• Source records:

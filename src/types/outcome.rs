//! Outcome type for a single background computation.
//!
//! An [`Outcome`] is what a worker writes into an async value's slot when it
//! finishes:
//!
//! - `Ok(T)`: the computation returned a value
//! - `Err(E)`: the computation returned a failure
//! - `Panicked(PanicPayload)`: the computation panicked, or its worker was
//!   dropped before it could run
//!
//! Failures are carried verbatim. Panics are not failures: they are re-raised
//! in every thread that reads the outcome as a `Result`.

use core::fmt;
use std::any::Any;

/// Payload from a caught panic.
///
/// This wraps the panic message for safe transport across worker boundaries.
#[derive(Debug, Clone, PartialEq, Eq)]
pub struct PanicPayload {
    message: String,
}

impl PanicPayload {
    /// Creates a new panic payload with the given message.
    #[must_use]
    pub fn new(message: impl Into<String>) -> Self {
        Self {
            message: message.into(),
        }
    }

    /// Extracts the message from a payload caught by `catch_unwind`.
    #[must_use]
    pub fn from_any(payload: &(dyn Any + Send)) -> Self {
        if let Some(msg) = payload.downcast_ref::<&'static str>() {
            Self::new(*msg)
        } else if let Some(msg) = payload.downcast_ref::<String>() {
            Self::new(msg.clone())
        } else if let Some(inner) = payload.downcast_ref::<Self>() {
            inner.clone()
        } else {
            Self::new("unknown panic payload")
        }
    }

    /// Returns the panic message.
    #[must_use]
    pub fn message(&self) -> &str {
        &self.message
    }

    /// Re-raises this panic on the current thread.
    ///
    /// The re-raised payload is a `String` holding the original message, so a
    /// `catch_unwind` further down a combinator chain recovers the same text.
    pub fn resume(&self) -> ! {
        std::panic::panic_any(self.message.clone())
    }
}

impl fmt::Display for PanicPayload {
    fn fmt(&self, f: &mut fmt::Formatter<'_>) -> fmt::Result {
        write!(f, "panic: {}", self.message)
    }
}

/// The three-valued outcome of a background computation.
#[derive(Debug, Clone, PartialEq, Eq)]
pub enum Outcome<T, E> {
    /// Success with a value.
    Ok(T),
    /// The computation returned a failure.
    Err(E),
    /// The computation panicked.
    Panicked(PanicPayload),
}

impl<T, E> Outcome<T, E> {
    /// Returns true if this outcome is `Ok`.
    #[must_use]
    pub const fn is_ok(&self) -> bool {
        matches!(self, Self::Ok(_))
    }

    /// Returns true if this outcome is `Err`.
    #[must_use]
    pub const fn is_err(&self) -> bool {
        matches!(self, Self::Err(_))
    }

    /// Returns true if this outcome is `Panicked`.
    #[must_use]
    pub const fn is_panicked(&self) -> bool {
        matches!(self, Self::Panicked(_))
    }

    /// Returns a reference to the panic payload, if any.
    #[must_use]
    pub const fn panic_payload(&self) -> Option<&PanicPayload> {
        match self {
            Self::Panicked(p) => Some(p),
            _ => None,
        }
    }

    /// Converts to a `Result`, re-raising a captured panic.
    ///
    /// # Panics
    ///
    /// Panics with the captured message if the outcome is `Panicked`.
    pub fn into_result(self) -> Result<T, E> {
        match self {
            Self::Ok(v) => Ok(v),
            Self::Err(e) => Err(e),
            Self::Panicked(p) => p.resume(),
        }
    }

    /// Short label for logging; never includes the value or failure itself.
    #[must_use]
    pub const fn label(&self) -> &'static str {
        match self {
            Self::Ok(_) => "ok",
            Self::Err(_) => "err",
            Self::Panicked(_) => "panicked",
        }
    }
}

impl<T, E> From<Result<T, E>> for Outcome<T, E> {
    fn from(result: Result<T, E>) -> Self {
        match result {
            Ok(v) => Self::Ok(v),
            Err(e) => Self::Err(e),
        }
    }
}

• Task instructions: All of the material above must be transcribed exactly, with no line dropped.

• Output for this exercise:
filename src/types/outcome.rs
//! Outcome type for a single background computation.
//!
//! An [`Outcome`] is what a worker writes into an async value's slot when it
//! finishes:
//!
//! - `Ok(T)`: the computation returned a value
//! - `Err(E)`: the computation returned a failure
//! - `Panicked(PanicPayload)`: the computation panicked, or its worker was
//!   dropped before it could run
//!
//! Failures are carried verbatim. Panics are not failures: they are re-raised
//! in every thread that reads the outcome as a `Result`.

use core::fmt;
use std::any::Any;

/// Payload from a caught panic.
///
/// This wraps the panic message for safe transport across worker boundaries.
#[derive(Debug, Clone, PartialEq, Eq)]
pub struct PanicPayload {
    message: String,
}

impl PanicPayload {
    /// Creates a new panic payload with the given message.
    #[must_use]
    pub fn new(message: impl Into<String>) -> Self {
        Self {
            message: message.into(),
        }
    }

    /// Extracts the message from a payload caught by `catch_unwind`.
    #[must_use]
    pub fn from_any(payload: &(dyn Any + Send)) -> Self {
        if let Some(msg) = payload.downcast_ref::<&'static str>() {
            Self::new(*msg)
        } else if let Some(msg) = payload.downcast_ref::<String>() {
            Self::new(msg.clone())
        } else if let Some(inner) = payload.downcast_ref::<Self>() {
            inner.clone()
        } else {
            Self::new("unknown panic payload")
        }
    }

    /// Returns the panic message.
    #[must_use]
    pub fn message(&self) -> &str {
        &self.message
    }

    /// Re-raises this panic on the current thread.
    ///
    /// The re-raised payload is a `String` holding the original message, so a
    /// `catch_unwind` further down a combinator chain recovers the same text.
    pub fn resume(&self) -> ! {
        std::panic::panic_any(self.message.clone())
    }
}

impl fmt::Display for PanicPayload {
    fn fmt(&self, f: &mut fmt::Formatter<'_>) -> fmt::Result {
        write!(f, "panic: {}", self.message)
    }
}

/// The three-valued outcome of a background computation.
#[derive(Debug, Clone, PartialEq, Eq)]
pub enum Outcome<T, E> {
    /// Success with a value.
    Ok(T),
    /// The computation returned a failure.
    Err(E),
    /// The computation panicked.
    Panicked(PanicPayload),
}

impl<T, E> Outcome<T, E> {
    /// Returns true if this outcome is `Ok`.
    #[must_use]
    pub const fn is_ok(&self) -> bool {
        matches!(self, Self::Ok(_))
    }

    /// Returns true if this outcome is `Err`.
    #[must_use]
    pub const fn is_err(&self) -> bool {
        matches!(self, Self::Err(_))
    }

    /// Returns true if this outcome is `Panicked`.
    #[must_use]
    pub const fn is_panicked(&self) -> bool {
        matches!(self, Self::Panicked(_))
    }

    /// Returns a reference to the panic payload, if any.
    #[must_use]
    pub const fn panic_payload(&self) -> Option<&PanicPayload> {
        match self {
            Self::Panicked(p) => Some(p),
            _ => None,
        }
    }

    /// Converts to a `Result`, re-raising a captured panic.
    ///
    /// # Panics
    ///
    /// Panics with the captured message if the outcome is `Panicked`.
    pub fn into_result(self) -> Result<T, E> {
        match self {
            Self::Ok(v) => Ok(v),
            Self::Err(e) => Err(e),
            Self::Panicked(p) => p.resume(),
        }
    }

    /// Short label for logging; never includes the value or failure itself.
    #[must_use]
    pub const fn label(&self) -> &'static str {
        match self {
            Self::Ok(_) => "ok",
            Self::Err(_) => "err",
            Self::Panicked(_) => "panicked",
        }
    }
}

impl<T, E> From<Result<T, E>> for Outcome<T, E> {
    fn from(result: Result<T, E>) -> Self {
        match result {
            Ok(v) => Self::Ok(v),
            Err(e) => Self::Err(e),
        }
    }
}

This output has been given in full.